Work to be completed: State, as one number, how many lines in these records hold "format".

+++ Source records

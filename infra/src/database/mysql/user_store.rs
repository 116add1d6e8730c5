//! MySQL implementation of the `UserStore` trait.
//!
//! Accounts live in `users`, role assignments in `user_roles`. Passwords are
//! hashed with bcrypt on the blocking thread pool.

use std::collections::BTreeSet;

use async_trait::async_trait;
use chrono::{DateTime, Utc};
use sqlx::{MySqlPool, Row};
use uuid::Uuid;

use dm_core::domain::entities::user::{Role, User};
use dm_core::errors::{AuthError, DomainError};
use dm_core::repositories::UserStore;

use super::{column_error, query_error};

/// MySQL implementation of UserStore
pub struct MySqlUserStore {
    /// Database connection pool
    pool: MySqlPool,
    /// bcrypt work factor for new hashes
    cost: u32,
}

impl MySqlUserStore {
    /// Create a new MySQL user store hashing with `bcrypt::DEFAULT_COST`
    pub fn new(pool: MySqlPool) -> Self {
        Self::with_cost(pool, bcrypt::DEFAULT_COST)
    }

    /// Create a store with an explicit bcrypt cost
    pub fn with_cost(pool: MySqlPool, cost: u32) -> Self {
        Self { pool, cost }
    }

    async fn hash_password(&self, password: &str) -> Result<String, DomainError> {
        let password = password.to_string();
        let cost = self.cost;

        tokio::task::spawn_blocking(move || bcrypt::hash(password, cost))
            .await
            .map_err(|e| DomainError::Internal {
                message: format!("Password hashing task failed: {}", e),
            })?
            .map_err(|e| DomainError::Internal {
                message: format!("Failed to hash password: {}", e),
            })
    }

    async fn verify_password(password: &str, hash: String) -> Result<bool, DomainError> {
        let password = password.to_string();

        tokio::task::spawn_blocking(move || bcrypt::verify(password, &hash))
            .await
            .map_err(|e| DomainError::Internal {
                message: format!("Password verification task failed: {}", e),
            })?
            .map_err(|e| DomainError::Internal {
                message: format!("Failed to verify password: {}", e),
            })
    }

    async fn load_roles(&self, user_id: &str) -> Result<BTreeSet<Role>, DomainError> {
        let rows = sqlx::query("SELECT role FROM user_roles WHERE user_id = ?")
            .bind(user_id)
            .fetch_all(&self.pool)
            .await
            .map_err(|e| query_error("load user roles", e))?;

        let mut roles = BTreeSet::new();
        for row in rows {
            let name: String = row.try_get("role").map_err(|e| column_error("role", e))?;
            match name.parse::<Role>() {
                Ok(role) => {
                    roles.insert(role);
                }
                Err(e) => tracing::warn!(user_id, error = %e, "Skipping unknown role"),
            }
        }

        Ok(roles)
    }

    async fn row_to_user(&self, row: &sqlx::mysql::MySqlRow) -> Result<User, DomainError> {
        let id: String = row.try_get("id").map_err(|e| column_error("id", e))?;
        let roles = self.load_roles(&id).await?;

        Ok(User {
            id: Uuid::parse_str(&id).map_err(|e| DomainError::Internal {
                message: format!("Invalid user UUID: {}", e),
            })?,
            email: row.try_get("email").map_err(|e| column_error("email", e))?,
            full_name: row
                .try_get("full_name")
                .map_err(|e| column_error("full_name", e))?,
            is_active: row
                .try_get("is_active")
                .map_err(|e| column_error("is_active", e))?,
            roles,
            created_at: row
                .try_get::<DateTime<Utc>, _>("created_at")
                .map_err(|e| column_error("created_at", e))?,
            last_login_at: row
                .try_get("last_login_at")
                .map_err(|e| column_error("last_login_at", e))?,
        })
    }

    async fn fetch_one_by(
        &self,
        column: &str,
        value: String,
    ) -> Result<Option<sqlx::mysql::MySqlRow>, DomainError> {
        let query = format!(
            "SELECT id, email, full_name, password_hash, is_active, created_at, last_login_at \
             FROM users WHERE {} = ? LIMIT 1",
            column
        );

        sqlx::query(&query)
            .bind(value)
            .fetch_optional(&self.pool)
            .await
            .map_err(|e| query_error("find user", e))
    }
}

#[async_trait]
impl UserStore for MySqlUserStore {
    async fn find_by_id(&self, id: Uuid) -> Result<Option<User>, DomainError> {
        match self.fetch_one_by("id", id.to_string()).await? {
            Some(row) => Ok(Some(self.row_to_user(&row).await?)),
            None => Ok(None),
        }
    }

    async fn find_by_email(&self, email: &str) -> Result<Option<User>, DomainError> {
        match self.fetch_one_by("email", email.to_string()).await? {
            Some(row) => Ok(Some(self.row_to_user(&row).await?)),
            None => Ok(None),
        }
    }

    async fn verify_credentials(
        &self,
        email: &str,
        password: &str,
    ) -> Result<Option<User>, DomainError> {
        let Some(row) = self.fetch_one_by("email", email.to_string()).await? else {
            return Ok(None);
        };

        let hash: String = row
            .try_get("password_hash")
            .map_err(|e| column_error("password_hash", e))?;

        if !Self::verify_password(password, hash).await? {
            return Ok(None);
        }

        Ok(Some(self.row_to_user(&row).await?))
    }

    async fn create(
        &self,
        email: &str,
        password: &str,
        full_name: &str,
        roles: &[Role],
    ) -> Result<User, DomainError> {
        let user = User::new(email, full_name, roles);
        let password_hash = self.hash_password(password).await?;
        let id = user.id.to_string();

        let mut tx = self
            .pool
            .begin()
            .await
            .map_err(|e| query_error("begin transaction", e))?;

        let inserted = sqlx::query(
            r#"
            INSERT INTO users (id, email, full_name, password_hash, is_active, created_at)
            VALUES (?, ?, ?, ?, ?, ?)
            "#,
        )
        .bind(&id)
        .bind(&user.email)
        .bind(&user.full_name)
        .bind(&password_hash)
        .bind(user.is_active)
        .bind(user.created_at)
        .execute(&mut *tx)
        .await;

        match inserted {
            Ok(_) => {}
            Err(sqlx::Error::Database(db_err)) if db_err.is_unique_violation() => {
                return Err(AuthError::DuplicateEmail.into());
            }
            Err(e) => return Err(query_error("create user", e)),
        }

        for role in &user.roles {
            sqlx::query("INSERT INTO user_roles (user_id, role) VALUES (?, ?)")
                .bind(&id)
                .bind(role.as_str())
                .execute(&mut *tx)
                .await
                .map_err(|e| query_error("assign user role", e))?;
        }

        tx.commit()
            .await
            .map_err(|e| query_error("commit user creation", e))?;

        tracing::info!(user_id = %user.id, "User account created");
        Ok(user)
    }

    async fn change_password(
        &self,
        user_id: Uuid,
        current_password: &str,
        new_password: &str,
    ) -> Result<bool, DomainError> {
        let Some(row) = self.fetch_one_by("id", user_id.to_string()).await? else {
            return Ok(false);
        };

        let hash: String = row
            .try_get("password_hash")
            .map_err(|e| column_error("password_hash", e))?;

        if !Self::verify_password(current_password, hash).await? {
            return Ok(false);
        }

        let new_hash = self.hash_password(new_password).await?;
        let result = sqlx::query("UPDATE users SET password_hash = ? WHERE id = ?")
            .bind(new_hash)
            .bind(user_id.to_string())
            .execute(&self.pool)
            .await
            .map_err(|e| query_error("update password", e))?;

        Ok(result.rows_affected() > 0)
    }

    async fn record_login(&self, user_id: Uuid, at: DateTime<Utc>) -> Result<(), DomainError> {
        sqlx::query("UPDATE users SET last_login_at = ? WHERE id = ?")
            .bind(at)
            .bind(user_id.to_string())
            .execute(&self.pool)
            .await
            .map_err(|e| query_error("record login", e))?;

        Ok(())
    }

    async fn exists_by_email(&self, email: &str) -> Result<bool, DomainError> {
        let row = sqlx::query("SELECT COUNT(*) AS matches FROM users WHERE email = ?")
            .bind(email)
            .fetch_one(&self.pool)
            .await
            .map_err(|e| query_error("check email", e))?;

        let matches: i64 = row.try_get("matches").map_err(|e| column_error("matches", e))?;
        Ok(matches > 0)
    }
}
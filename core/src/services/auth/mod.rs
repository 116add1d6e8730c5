//! Authentication service module
//!
//! This module provides the account-facing flows:
//! - Registration with input validation
//! - Login with generic credential failures
//! - Refresh token rotation
//! - Logout, logout from every device and password change

mod commands;
mod config;
mod service;

#[cfg(test)]
mod tests;

pub use commands::{ChangePasswordCommand, RegisterCommand};
pub use config::{
    AuthServiceConfig, REVOKE_REASON_LOGOUT, REVOKE_REASON_LOGOUT_ALL,
    REVOKE_REASON_PASSWORD_CHANGED,
};
pub use service::AuthService;
//! Main token service implementation

use std::sync::Arc;

use base64::engine::general_purpose::STANDARD;
use base64::Engine;
use chrono::Utc;
use rand::rngs::OsRng;
use rand::RngCore;
use sha2::{Digest, Sha256};
use tracing::{debug, info, warn};
use uuid::Uuid;

use crate::domain::entities::token::{AccessToken, Claims, RefreshToken, TokenPair};
use crate::domain::entities::user::User;
use crate::domain::value_objects::{ClientContext, SessionInfo};
use crate::errors::{AuthError, DomainError};
use crate::repositories::RefreshTokenRepository;

use super::config::TokenServiceConfig;
use super::signer::TokenSigner;

/// Number of random bytes in a refresh secret
pub const REFRESH_SECRET_BYTES: usize = 64;

/// Issues access tokens and manages the refresh token lifecycle
///
/// A refresh token moves from `Active` to exactly one of `Used`, `Revoked` or
/// `Expired` and never leaves that state.
pub struct JwtService<R: RefreshTokenRepository> {
    repository: Arc<R>,
    signer: TokenSigner,
    config: TokenServiceConfig,
}

impl<R: RefreshTokenRepository> JwtService<R> {
    /// Creates a new token service instance
    ///
    /// # Returns
    ///
    /// An error if the signing key configuration is rejected
    pub fn new(repository: Arc<R>, config: TokenServiceConfig) -> Result<Self, DomainError> {
        let signer = TokenSigner::new(&config)?;
        Ok(Self {
            repository,
            signer,
            config,
        })
    }

    pub fn config(&self) -> &TokenServiceConfig {
        &self.config
    }

    /// Issues a signed access token for a user
    pub fn issue_access_token(&self, user: &User) -> Result<AccessToken, DomainError> {
        self.signer.issue(user)
    }

    /// Generates and persists a refresh token bound to `jwt_id`
    ///
    /// # Returns
    ///
    /// The raw secret. Only its hash is stored.
    pub async fn issue_refresh_token(
        &self,
        user: &User,
        jwt_id: &str,
        client: &ClientContext,
    ) -> Result<String, DomainError> {
        let secret = generate_secret();
        let record = RefreshToken::new(
            user.id,
            hash_token(&secret),
            jwt_id,
            self.config.refresh_token_ttl(),
            &client.sanitized(),
        );

        self.repository.save_refresh_token(record).await?;
        Ok(secret)
    }

    /// Issues an access token and a refresh token sharing one `jti`
    ///
    /// Inactive users are refused with `AccountDisabled`.
    pub async fn issue_token_pair(
        &self,
        user: &User,
        client: &ClientContext,
    ) -> Result<TokenPair, DomainError> {
        if !user.is_active {
            return Err(AuthError::AccountDisabled.into());
        }

        let access = self.issue_access_token(user)?;
        let refresh_token = self
            .issue_refresh_token(user, access.jwt_id(), client)
            .await?;

        Ok(TokenPair {
            jwt_id: access.claims.jti.clone(),
            access_token: access.token,
            refresh_token,
            access_expires_in: self.signer.access_ttl_seconds(),
            refresh_expires_in: self.config.refresh_token_ttl().num_seconds(),
        })
    }

    /// Checks that a refresh secret exists, is paired with `expected_jwt_id`
    /// and is still active
    ///
    /// Every failing condition yields the same `false`.
    pub async fn validate_refresh_token(
        &self,
        secret: &str,
        expected_jwt_id: &str,
    ) -> Result<bool, DomainError> {
        let Some(token) = self.repository.find_refresh_token(&hash_token(secret)).await? else {
            debug!("Refresh token not found");
            return Ok(false);
        };

        if token.jwt_id != expected_jwt_id {
            debug!(token_id = %token.id, "Refresh token paired with a different access token");
            return Ok(false);
        }

        let now = Utc::now();
        if token.is_used && !token.is_revoked && !token.is_expired_at(now) {
            warn!(
                token_id = %token.id,
                user_id = %token.user_id,
                "Redemption attempt on an already used refresh token"
            );
        }

        Ok(token.is_active_at(now))
    }

    /// Redeems a refresh secret
    ///
    /// # Returns
    ///
    /// `true` only for the single caller that performed `Active -> Used`
    pub async fn mark_used(&self, secret: &str) -> Result<bool, DomainError> {
        self.repository
            .mark_token_used(&hash_token(secret), Utc::now())
            .await
    }

    /// Looks up the record behind a refresh secret
    pub async fn find_refresh_token(&self, secret: &str) -> Result<Option<RefreshToken>, DomainError> {
        self.repository.find_refresh_token(&hash_token(secret)).await
    }

    /// Revokes a single refresh token
    pub async fn revoke_refresh_token(&self, secret: &str, reason: &str) -> Result<bool, DomainError> {
        let revoked = self
            .repository
            .revoke_token(&hash_token(secret), reason, Utc::now())
            .await?;
        if revoked {
            debug!(reason, "Refresh token revoked");
        }
        Ok(revoked)
    }

    /// Revokes every outstanding refresh token of a user
    pub async fn revoke_all_for_user(&self, user_id: Uuid, reason: &str) -> Result<usize, DomainError> {
        let count = self
            .repository
            .revoke_all_user_tokens(user_id, reason, Utc::now())
            .await?;
        info!(%user_id, count, reason, "Revoked refresh tokens");
        Ok(count)
    }

    /// Removes expired tokens from storage
    pub async fn cleanup_expired(&self) -> Result<usize, DomainError> {
        self.repository.delete_expired_tokens(Utc::now()).await
    }

    /// Number of active refresh tokens of a user
    pub async fn count_active(&self, user_id: Uuid) -> Result<usize, DomainError> {
        self.repository.count_active_tokens(user_id, Utc::now()).await
    }

    /// Active sessions of a user, newest first
    pub async fn active_sessions(&self, user_id: Uuid) -> Result<Vec<SessionInfo>, DomainError> {
        let tokens = self
            .repository
            .find_active_by_user_id(user_id, Utc::now())
            .await?;
        Ok(tokens.iter().map(SessionInfo::from).collect())
    }

    /// Reads claims from an access token that may have expired
    pub fn validate_expired_access_token(&self, token: &str) -> Result<Claims, DomainError> {
        self.signer.validate_expired(token)
    }

    /// Verifies an access token including expiry
    pub fn verify_access_token(&self, token: &str) -> Result<Claims, DomainError> {
        self.signer.verify(token)
    }
}

/// SHA-256 hex digest of a refresh secret, as stored
pub fn hash_token(secret: &str) -> String {
    let mut hasher = Sha256::new();
    hasher.update(secret.as_bytes());
    format!("{:x}", hasher.finalize())
}

fn generate_secret() -> String {
    let mut bytes = [0u8; REFRESH_SECRET_BYTES];
    OsRng.fill_bytes(&mut bytes);
    STANDARD.encode(bytes)
}
pub mod r#trait {
    pub use super::trait_::*;
}
#[path = "trait.rs"]
mod trait_;

pub use r#trait::UserStore;

#[cfg(test)]
pub mod mock;
#[cfg(test)]
pub use mock::MockUserStore;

++++++

Finished task: 7